Mother[4] is very poorly. Her foot has the worst sore I ever saw. She has not walked for five weeks or steped on her foot[5]. Father[6] is not at home now. Will be gone three or four weeks. Will[7] goes away next week. Kit[8] is going up north on a visit to Ma’s sisters & they have elected me chief cook. Don’t you pity me?

Well how is Grandma?[9] All settled I presume. I suppose her granddaughter Hannah[10] stays with her most of the time. You know she was so lonesome without her when she was away to Chicago.

Mr. Allen[11] my cousin I didn’t see him but half a day. They came Monday night at ______ oclock & he went away the next afternoon. He got a nice carriage in the forenoon & took us all around the city. I think he & Edna[12] make a very good couple. They both think a great deal of themselves.

I have had one letter from Uncle D.C.[13] since they got home they were all well when he wrote. As to the pictures the neg have been taken to Chicago but we are going to send for some as soon as we can get the artist address.

How is Jim[14]? Is he at home now? Are you going to stay at home this winter?

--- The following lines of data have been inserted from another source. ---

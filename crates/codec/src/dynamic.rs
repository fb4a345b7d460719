//! Shape-driven traversal of dynamic values
//!
//! For layouts only known at runtime, a [`Shape`] descriptor and a [`Value`]
//! tree are walked together. This is the same algorithm the `Pack` impls
//! implement statically, and it produces identical bytes for the same
//! layout. Because nothing is checked at compile time here, a value that
//! does not match its shape is a `ShapeMismatch`, and an `Opaque` shape is
//! an `UnsupportedShape`.

use crate::impls::prepare_slot;
use crate::length::{read_length, write_length};
use crate::scalar::{read_bytes, read_scalar, write_bytes, write_scalar};
use binpack_core::{Config, Error, FieldShape, Result, Scalar, ScalarKind, Shape};
use std::io::{Read, Write};

/// A dynamically shaped value
#[derive(Debug, Clone, Default, PartialEq)]
pub enum Value {
    /// A single number
    Scalar(Scalar),
    /// Elements of a fixed or variable sequence
    Sequence(Vec<Value>),
    /// Raw bytes; any sequence of `u8` is carried this way
    Bytes(Vec<u8>),
    /// Member values, one per field of the composite shape
    Composite(Vec<Value>),
    /// No value: a skipped member or an untraversable shape
    #[default]
    Absent,
}

impl Value {
    /// The zero value of `shape`.
    ///
    /// Variable sequences start empty, fixed ones hold `len` zero elements.
    pub fn zero(shape: &Shape) -> Value {
        if let Some(bytes) = byte_form(shape) {
            return Value::zero(&bytes);
        }
        match shape {
            Shape::Scalar(kind) => Value::Scalar(kind.zero()),
            Shape::Fixed { len, elem } => {
                Value::Sequence((0..*len).map(|_| Value::zero(elem)).collect())
            }
            Shape::Variable(_) => Value::Sequence(Vec::new()),
            Shape::Bytes(Some(len)) => Value::Bytes(vec![0; *len]),
            Shape::Bytes(None) => Value::Bytes(Vec::new()),
            Shape::Composite(fields) => {
                Value::Composite(fields.iter().map(|f| Value::zero(&f.shape)).collect())
            }
            Shape::Opaque(_) => Value::Absent,
        }
    }

    fn describe(&self) -> String {
        match self {
            Value::Scalar(s) => s.kind().to_string(),
            Value::Sequence(items) => format!("sequence of {}", items.len()),
            Value::Bytes(bytes) => format!("{} bytes", bytes.len()),
            Value::Composite(values) => format!("composite of {}", values.len()),
            Value::Absent => "absent".to_string(),
        }
    }
}

macro_rules! scalar_values {
    ($($ty:ty),*) => {
        $(
            impl From<$ty> for Value {
                fn from(v: $ty) -> Self {
                    Value::Scalar(Scalar::from(v))
                }
            }
        )*
    };
}

scalar_values!(i8, i16, i32, i64, u8, u16, u32, u64, f32, f64);

impl From<Scalar> for Value {
    fn from(s: Scalar) -> Self {
        Value::Scalar(s)
    }
}

impl From<Vec<u8>> for Value {
    fn from(bytes: Vec<u8>) -> Self {
        Value::Bytes(bytes)
    }
}

fn mismatch(shape: &Shape, value: &Value) -> Error {
    Error::ShapeMismatch {
        expected: shape.to_string(),
        found: value.describe(),
    }
}

/// Nesting rule for a sequence shape, checked before anything is written for it.
fn check_elements(shape: &Shape, path: &str) -> Result<()> {
    let ok = match shape {
        Shape::Fixed { elem, .. } => elem.kind().nests_in_fixed(),
        Shape::Variable(elem) => elem.kind().nests_in_variable(),
        _ => true,
    };
    if ok {
        Ok(())
    } else {
        Err(Error::NestedSequence(path.to_string()))
    }
}

/// Encode `value` laid out as `shape`.
pub fn encode_value<W: Write + ?Sized>(
    w: &mut W,
    cfg: Config,
    shape: &Shape,
    value: &Value,
) -> Result<()> {
    tracing::trace!(order = %cfg.byte_order, %shape, "encode dynamic value");
    encode_node(w, cfg, shape, value, "value")
}

fn encode_node<W: Write + ?Sized>(
    w: &mut W,
    cfg: Config,
    shape: &Shape,
    value: &Value,
    path: &str,
) -> Result<()> {
    if let Some(bytes) = byte_form(shape) {
        return encode_node(w, cfg, &bytes, value, path);
    }

    match (shape, value) {
        (Shape::Scalar(kind), Value::Scalar(s)) if s.kind() == *kind => {
            write_scalar(w, cfg.byte_order, *s)
        }
        (Shape::Bytes(len), Value::Bytes(bytes)) if len.map_or(true, |n| n == bytes.len()) => {
            write_bytes(w, bytes)
        }
        (Shape::Fixed { len, elem }, Value::Sequence(items)) if items.len() == *len => {
            check_elements(shape, path)?;
            for item in items {
                encode_node(w, cfg, elem, item, path)?;
            }
            Ok(())
        }
        (Shape::Variable(elem), Value::Sequence(items)) => {
            check_elements(shape, path)?;
            for item in items {
                encode_node(w, cfg, elem, item, path)?;
            }
            Ok(())
        }
        (Shape::Composite(fields), Value::Composite(values)) if values.len() == fields.len() => {
            for (field, value) in fields.iter().zip(values) {
                encode_field(w, cfg, field, value)?;
            }
            Ok(())
        }
        (Shape::Opaque(name), _) => Err(Error::UnsupportedShape(name.clone())),
        _ => Err(mismatch(shape, value)),
    }
}

fn encode_field<W: Write + ?Sized>(
    w: &mut W,
    cfg: Config,
    field: &FieldShape,
    value: &Value,
) -> Result<()> {
    if field.is_skipped() {
        return Ok(());
    }

    let cfg = cfg.with_byte_order(field.annotation.resolve_order(cfg.byte_order));
    let normalized = byte_form(&field.shape);
    let shape = normalized.as_ref().unwrap_or(&field.shape);

    if shape.kind().is_variable() {
        let kind = field.annotation.prefix_kind(&field.name)?;
        let len = match (shape, value) {
            (Shape::Variable(_), Value::Sequence(items)) => items.len(),
            (Shape::Bytes(None), Value::Bytes(bytes)) => bytes.len(),
            _ => return Err(mismatch(shape, value)),
        };
        check_elements(shape, &field.name)?;
        write_length(w, cfg.byte_order, kind, len, &field.name)?;
    }

    encode_node(w, cfg, shape, value, &field.name)
}

/// Decode a value laid out as `shape` into `slot`.
///
/// `slot` is updated in place and reused where it already has the right
/// form: composites keep the values of skipped members, and variable
/// sequences keep their storage subject to the same capacity rules as `Vec`
/// members. On error, members decoded before the failure keep their new
/// values and skipped members are untouched.
pub fn decode_value<R: Read + ?Sized>(
    r: &mut R,
    cfg: Config,
    shape: &Shape,
    slot: &mut Value,
) -> Result<()> {
    tracing::trace!(order = %cfg.byte_order, %shape, "decode dynamic value");
    decode_node(r, cfg, shape, slot, "value")
}

fn decode_node<R: Read + ?Sized>(
    r: &mut R,
    cfg: Config,
    shape: &Shape,
    slot: &mut Value,
    path: &str,
) -> Result<()> {
    if let Some(bytes) = byte_form(shape) {
        return decode_node(r, cfg, &bytes, slot, path);
    }

    match shape {
        Shape::Scalar(kind) => {
            *slot = Value::Scalar(read_scalar(r, cfg.byte_order, *kind)?);
        }
        Shape::Bytes(Some(len)) => {
            let mut buf = vec![0u8; *len];
            read_bytes(r, &mut buf)?;
            *slot = Value::Bytes(buf);
        }
        Shape::Bytes(None) => {
            ensure_bytes(slot);
            if let Value::Bytes(buf) = slot {
                read_bytes(r, buf)?;
            }
        }
        Shape::Fixed { len, elem } => {
            check_elements(shape, path)?;
            ensure_sequence(slot);
            if let Value::Sequence(items) = slot {
                items.truncate(*len);
                items.resize_with(*len, Value::default);
                for item in items.iter_mut() {
                    decode_node(r, cfg, elem, item, path)?;
                }
            }
        }
        Shape::Variable(elem) => {
            check_elements(shape, path)?;
            ensure_sequence(slot);
            if let Value::Sequence(items) = slot {
                for item in items.iter_mut() {
                    decode_node(r, cfg, elem, item, path)?;
                }
            }
        }
        Shape::Composite(fields) => {
            if !matches!(slot, Value::Composite(values) if values.len() == fields.len()) {
                *slot = Value::zero(shape);
            }
            if let Value::Composite(values) = slot {
                for (field, value) in fields.iter().zip(values.iter_mut()) {
                    decode_field(r, cfg, field, value)?;
                }
            }
        }
        Shape::Opaque(name) => return Err(Error::UnsupportedShape(name.clone())),
    }
    Ok(())
}

fn decode_field<R: Read + ?Sized>(
    r: &mut R,
    cfg: Config,
    field: &FieldShape,
    slot: &mut Value,
) -> Result<()> {
    if field.is_skipped() {
        return Ok(());
    }

    let cfg = cfg.with_byte_order(field.annotation.resolve_order(cfg.byte_order));
    let normalized = byte_form(&field.shape);
    let shape = normalized.as_ref().unwrap_or(&field.shape);

    match shape {
        Shape::Variable(_) => {
            let kind = field.annotation.prefix_kind(&field.name)?;
            check_elements(shape, &field.name)?;
            let len = read_length(r, cfg.byte_order, kind, &field.name)?;
            ensure_sequence(slot);
            if let Value::Sequence(items) = slot {
                prepare_slot(items, len, &field.name, &cfg.limits)?;
            }
        }
        Shape::Bytes(None) => {
            let kind = field.annotation.prefix_kind(&field.name)?;
            let len = read_length(r, cfg.byte_order, kind, &field.name)?;
            ensure_bytes(slot);
            if let Value::Bytes(buf) = slot {
                prepare_slot(buf, len, &field.name, &cfg.limits)?;
            }
        }
        _ => {}
    }

    decode_node(r, cfg, shape, slot, &field.name)
}

/// Sequences of `u8` are raw bytes however the shape was built.
fn byte_form(shape: &Shape) -> Option<Shape> {
    match shape {
        Shape::Variable(elem) if matches!(**elem, Shape::Scalar(ScalarKind::U8)) => {
            Some(Shape::Bytes(None))
        }
        Shape::Fixed { len, elem } if matches!(**elem, Shape::Scalar(ScalarKind::U8)) => {
            Some(Shape::Bytes(Some(*len)))
        }
        _ => None,
    }
}

fn ensure_sequence(slot: &mut Value) {
    if !matches!(slot, Value::Sequence(_)) {
        *slot = Value::Sequence(Vec::new());
    }
}

fn ensure_bytes(slot: &mut Value) {
    if !matches!(slot, Value::Bytes(_)) {
        *slot = Value::Bytes(Vec::new());
    }
}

Now don’t so long before writing again & make up your mind to come & see us as soon as possible. Yes Mr ____ knew me too well I guess. Love to all the folks. Write soon.

Your Cousin

Ed[15]

[1] Nancy (Keith) Brown

[2] Louese Keith, Nancy’s sister

[3] Presumed to be Hiram and Katherine Crawford

[4] Louisa (McCann) Crawford

[5] It is possible that Louisa was suffering from diabetes

[6] Robert Crawford

[7] William Crawford, Edna’s brother

[8] Edna’s younger sister, Katherine Crawford

[9] Nancy (Comfort) Crawford Betts. She has apparently left Wisconsin and moved to Michigan to live with her daughter, Sarah

[10] Hannah Keith, Nancy’s sister

[11] Oscar Allen Jr., the husband of Edna Alice Crawford

[12] Edna Alice (Crawford) Allen, Edwin and Mary Crawford’s daughter

[13] David Caleb (D.C.) Crawford

[14] James Keith, Nancy’s brother

[15] Edna Crawford, Robert and Louisa’s daughter

September 30, 1878 letter to Hannah Keith from Edna Crawford

September 30, 1878

To:  Hannah Keith, Galesburg, MI

From: Edna Crawford, Dowagiac, MI

Edna recounts a conversation she had with her grandmother regarding a general review of Omro and its inhabitants, Hannah, Aunt Jenny, the room and lastly her cousin Edna’s wedding. They had a very quiet wedding, with only Uncle D.C., Aunt Amanda & Grandma attending. Uncle Henry and wife did not come. Emmett is in the asylum and has been since the 13 of August.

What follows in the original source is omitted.